Martinsville is the only oval NASCAR track with multiple surfaces, featuring a combination of asphalt straightaways and concrete turns. This departure from a traditional single surface composition makes tire development critical, as Goodyear’s tire combination needs to deliver superior performance on both surfaces.
Tires react very differently on concrete and asphalt. Concrete traditionally offers less grip, but also produces less wear. Asphalt is the opposite—it offers more grip at the price of increased wear. With these factors in mind, Goodyear engineers must find the balance between grip and wear to help drivers manage the continuous switch between the surfaces.
During practice and qualifying, the track will start to “rubber-in” as a thin layer of rubber is laid into the surface. This will help make the transition between the two surfaces more predictable for the teams—but it’s still a factor they need to be mindful of.
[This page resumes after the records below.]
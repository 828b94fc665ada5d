use anyhow::{Context, Result};
use serde::{Deserialize, Serialize};
use time::OffsetDateTime;
use uuid::Uuid;

use crate::storage::{JsonStore, StoreError};

pub const UNTITLED_TITLE: &str = "Untitled Note";

const WELCOME_CONTENT: &str = "Welcome to Padnote\n\nStart typing to create your first note. \
Your notes are saved automatically to disk.";

/// A single note. The title is never free-standing state: it is always the
/// trimmed first line of the content, falling back to [`UNTITLED_TITLE`].
#[derive(Debug, Clone, PartialEq, Eq, Serialize, Deserialize)]
#[serde(rename_all = "camelCase")]
pub struct Note {
    pub id: String,
    pub title: String,
    pub content: String,
    pub created_at: i64,
    pub updated_at: i64,
}

impl Note {
    fn fresh(content: &str, now: i64) -> Self {
        Self {
            id: Uuid::new_v4().to_string(),
            title: derive_title(content),
            content: content.to_string(),
            created_at: now,
            updated_at: now,
        }
    }
}

/// Trimmed first line of the content, or the untitled fallback when that
/// line is empty or whitespace. Shared by the store and the title editor so
/// the two can never diverge.
pub fn derive_title(content: &str) -> String {
    let first = content.lines().next().unwrap_or("").trim();
    if first.is_empty() {
        UNTITLED_TITLE.to_string()
    } else {
        first.to_string()
    }
}

pub fn now_millis() -> i64 {
    (OffsetDateTime::now_utc().unix_timestamp_nanos() / 1_000_000) as i64
}

/// Ordered note collection plus the current selection, persisted in full
/// after every mutation. Owned by the application and injected into the view
/// layer and editor controller; nothing else holds note state.
#[derive(Debug)]
pub struct NotesStore {
    notes: Vec<Note>,
    current: Option<String>,
    persist: JsonStore,
}

impl NotesStore {
    /// Loads the persisted collection. An absent store is seeded with a
    /// welcome note; a corrupt store is quarantined and then reseeded so the
    /// damaged bytes stay recoverable on disk.
    pub fn load(persist: JsonStore) -> Result<Self> {
        let notes = match persist.read_all() {
            Ok(Some(notes)) => notes,
            Ok(None) => {
                tracing::info!(path = %persist.path().display(), "seeding first-run welcome note");
                let seeded = vec![Note::fresh(WELCOME_CONTENT, now_millis())];
                persist
                    .write_all(&seeded)
                    .context("persisting welcome note")?;
                seeded
            }
            Err(StoreError::Malformed { .. }) => {
                let moved = persist.quarantine().context("quarantining corrupt store")?;
                tracing::warn!(
                    quarantined = ?moved.as_deref().map(|p| p.display().to_string()),
                    "note store was corrupt; starting over with a welcome note"
                );
                let seeded = vec![Note::fresh(WELCOME_CONTENT, now_millis())];
                persist
                    .write_all(&seeded)
                    .context("persisting welcome note after quarantine")?;
                seeded
            }
            Err(err) => return Err(err).context("reading note store"),
        };
        let current = notes.first().map(|note| note.id.clone());
        Ok(Self {
            notes,
            current,
            persist,
        })
    }

    pub fn notes(&self) -> &[Note] {
        &self.notes
    }

    pub fn len(&self) -> usize {
        self.notes.len()
    }

    pub fn is_empty(&self) -> bool {
        self.notes.is_empty()
    }

    pub fn get(&self, id: &str) -> Option<&Note> {
        self.notes.iter().find(|note| note.id == id)
    }

    pub fn current_id(&self) -> Option<&str> {
        self.current.as_deref()
    }

    pub fn current(&self) -> Option<&Note> {
        let id = self.current.as_deref()?;
        self.notes.iter().find(|note| note.id == id)
    }

    /// Makes an existing note current. Unknown ids leave the selection
    /// untouched and report `false`.
    pub fn select(&mut self, id: &str) -> bool {
        if self.get(id).is_some() {
            self.current = Some(id.to_string());
            true
        } else {
            false
        }
    }

    /// Creates an empty untitled note, prepends it, persists, and makes it
    /// the current selection.
    pub fn create(&mut self) -> Result<Note> {
        let note = Note::fresh("", now_millis());
        self.notes.insert(0, note.clone());
        self.current = Some(note.id.clone());
        self.persist()?;
        tracing::debug!(id = %note.id, "created note");
        Ok(note)
    }

    /// Replaces a note's content, re-deriving the title and refreshing
    /// `updated_at`. An unknown id is a silent no-op. At millisecond clock
    /// resolution two back-to-back updates may share a timestamp.
    pub fn update(&mut self, id: &str, content: &str) -> Result<()> {
        let Some(note) = self.notes.iter_mut().find(|note| note.id == id) else {
            tracing::debug!(%id, "update for unknown note ignored");
            return Ok(());
        };
        note.title = derive_title(content);
        note.content = content.to_string();
        note.updated_at = now_millis();
        self.persist()
    }

    /// Permanently removes a note. Deleting the current note moves the
    /// selection to the new first element, or clears it when the collection
    /// is now empty. An unknown id is a silent no-op.
    pub fn delete(&mut self, id: &str) -> Result<()> {
        let before = self.notes.len();
        self.notes.retain(|note| note.id != id);
        if self.notes.len() == before {
            tracing::debug!(%id, "delete for unknown note ignored");
            return Ok(());
        }
        if self.current.as_deref() == Some(id) {
            self.current = self.notes.first().map(|note| note.id.clone());
        }
        self.persist()?;
        tracing::debug!(%id, "deleted note");
        Ok(())
    }

    fn persist(&self) -> Result<()> {
        self.persist
            .write_all(&self.notes)
            .context("persisting note collection")
    }
}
The multiple surfaces aren’t the only dynamics that will challenge drivers at Martinsville. At a half-mile in length, Martinsville is the smallest track on the NASCAR circuit. Subsequently, the length of the corners and the tight turns of the racetrack are unique, making the track shaped more like a paperclip than a traditional oval. This shape requires hard braking going into the slicker concrete turns and smooth acceleration exiting the turns to the asphalt straightaways, so drivers must also manage their vehicle’s shifting weight and force as they circle the track, being mindful of the impact these maneuvers have on their tires.
Teams will be able to refer to past Martinsville race performances as they strategize for Sunday, not only in the handling of their car, but also in their tire performance. Based on previous success at Martinsville, Goodyear will bring a familiar set of NASCAR tires to the track this weekend. The softer left side tire has been in the lineup for a number of years and is used exclusively at this track, while the right side tire was fine tuned to balance grip and wear.
With only four races remaining in the NASCAR season, the winner at Martinsville could very well be the next NASCAR Sprint Cup Champion. But they’ll need to master the multi-surfaced track to get there.